__Data extracts__:
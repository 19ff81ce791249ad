//! Revision repository for database operations.
//!
//! The two-revision cap is enforced here. The insert transaction takes
//! an exclusive lock on the parent order row before counting, so
//! concurrent filings against the same order serialize and cannot both
//! slip under the cap.

use kantor_core::order::{OrderFlowError, RevisionStatus, ensure_revision_slot};
use sea_orm::{
    ActiveModelTrait, ColumnTrait, DatabaseConnection, DbErr, EntityTrait, PaginatorTrait,
    QueryFilter, QueryOrder, QuerySelect, Set, TransactionTrait,
};
use uuid::Uuid;

use crate::entities::{orders, revisions};

/// Error types for revision operations.
#[derive(Debug, thiserror::Error)]
pub enum RevisionError {
    /// Revision not found.
    #[error("Revision not found: {0}")]
    NotFound(Uuid),

    /// Order not found.
    #[error("Order not found: {0}")]
    OrderNotFound(Uuid),

    /// Lifecycle rule violation (quota or order status).
    #[error(transparent)]
    Flow(#[from] OrderFlowError),

    /// Database error.
    #[error("Database error: {0}")]
    Database(#[from] DbErr),
}

/// Input for updating a revision (claim, complete, reject).
#[derive(Debug, Clone, Default)]
pub struct UpdateRevisionInput {
    /// New revision status.
    pub status: Option<RevisionStatus>,
    /// Accountant claiming the revision.
    pub assigned_to: Option<Uuid>,
}

/// Revision repository.
#[derive(Debug, Clone)]
pub struct RevisionRepository {
    db: DatabaseConnection,
}

impl RevisionRepository {
    /// Creates a new revision repository.
    #[must_use]
    pub const fn new(db: DatabaseConnection) -> Self {
        Self { db }
    }

    /// Finds a revision by ID.
    ///
    /// # Errors
    ///
    /// Returns an error if the database query fails.
    pub async fn find_by_id(&self, id: Uuid) -> Result<Option<revisions::Model>, DbErr> {
        revisions::Entity::find_by_id(id).one(&self.db).await
    }

    /// Files a revision against a completed order.
    ///
    /// The order must be `COMPLETED` and have fewer than the maximum
    /// number of revisions. The order row is locked `FOR UPDATE` while
    /// the quota is counted, so concurrent filings serialize.
    ///
    /// # Errors
    ///
    /// Returns [`RevisionError::OrderNotFound`] if the order does not
    /// exist, or [`RevisionError::Flow`] if the order is not completed
    /// or the quota is exhausted.
    pub async fn create(
        &self,
        order_id: Uuid,
        requester_id: Uuid,
        title: String,
        description: String,
    ) -> Result<revisions::Model, RevisionError> {
        let txn = self.db.begin().await?;

        let order = orders::Entity::find_by_id(order_id)
            .lock_exclusive()
            .one(&txn)
            .await?
            .ok_or(RevisionError::OrderNotFound(order_id))?;

        let existing = revisions::Entity::find()
            .filter(revisions::Column::OrderId.eq(order_id))
            .count(&txn)
            .await?;

        ensure_revision_slot(order.status.into(), existing)?;

        let now = chrono::Utc::now().into();
        let revision = revisions::ActiveModel {
            id: Set(Uuid::new_v4()),
            order_id: Set(order_id),
            requester_id: Set(requester_id),
            title: Set(title),
            description: Set(description),
            status: Set(RevisionStatus::Pending.into()),
            assigned_to: Set(None),
            created_at: Set(now),
            updated_at: Set(now),
        };

        let inserted = revision.insert(&txn).await?;
        txn.commit().await?;

        Ok(inserted)
    }

    /// Updates a revision: claim it, complete it, or reject it.
    ///
    /// # Errors
    ///
    /// Returns [`RevisionError::NotFound`] if the revision does not
    /// exist.
    pub async fn update(
        &self,
        id: Uuid,
        input: UpdateRevisionInput,
    ) -> Result<revisions::Model, RevisionError> {
        let revision = self
            .find_by_id(id)
            .await?
            .ok_or(RevisionError::NotFound(id))?;

        let mut active: revisions::ActiveModel = revision.into();
        if let Some(status) = input.status {
            active.status = Set(status.into());
        }
        if let Some(assigned_to) = input.assigned_to {
            active.assigned_to = Set(Some(assigned_to));
        }
        active.updated_at = Set(chrono::Utc::now().into());

        Ok(active.update(&self.db).await?)
    }

    /// Lists the revisions on an order, oldest first.
    ///
    /// # Errors
    ///
    /// Returns an error if the database query fails.
    pub async fn list_for_order(&self, order_id: Uuid) -> Result<Vec<revisions::Model>, DbErr> {
        revisions::Entity::find()
            .filter(revisions::Column::OrderId.eq(order_id))
            .order_by_asc(revisions::Column::CreatedAt)
            .all(&self.db)
            .await
    }
}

__Brief__:
Within the lines above, find those holding the word "UpdateRevisionInput" and copy them.

__Response area__:
pub struct UpdateRevisionInput {
        input: UpdateRevisionInput,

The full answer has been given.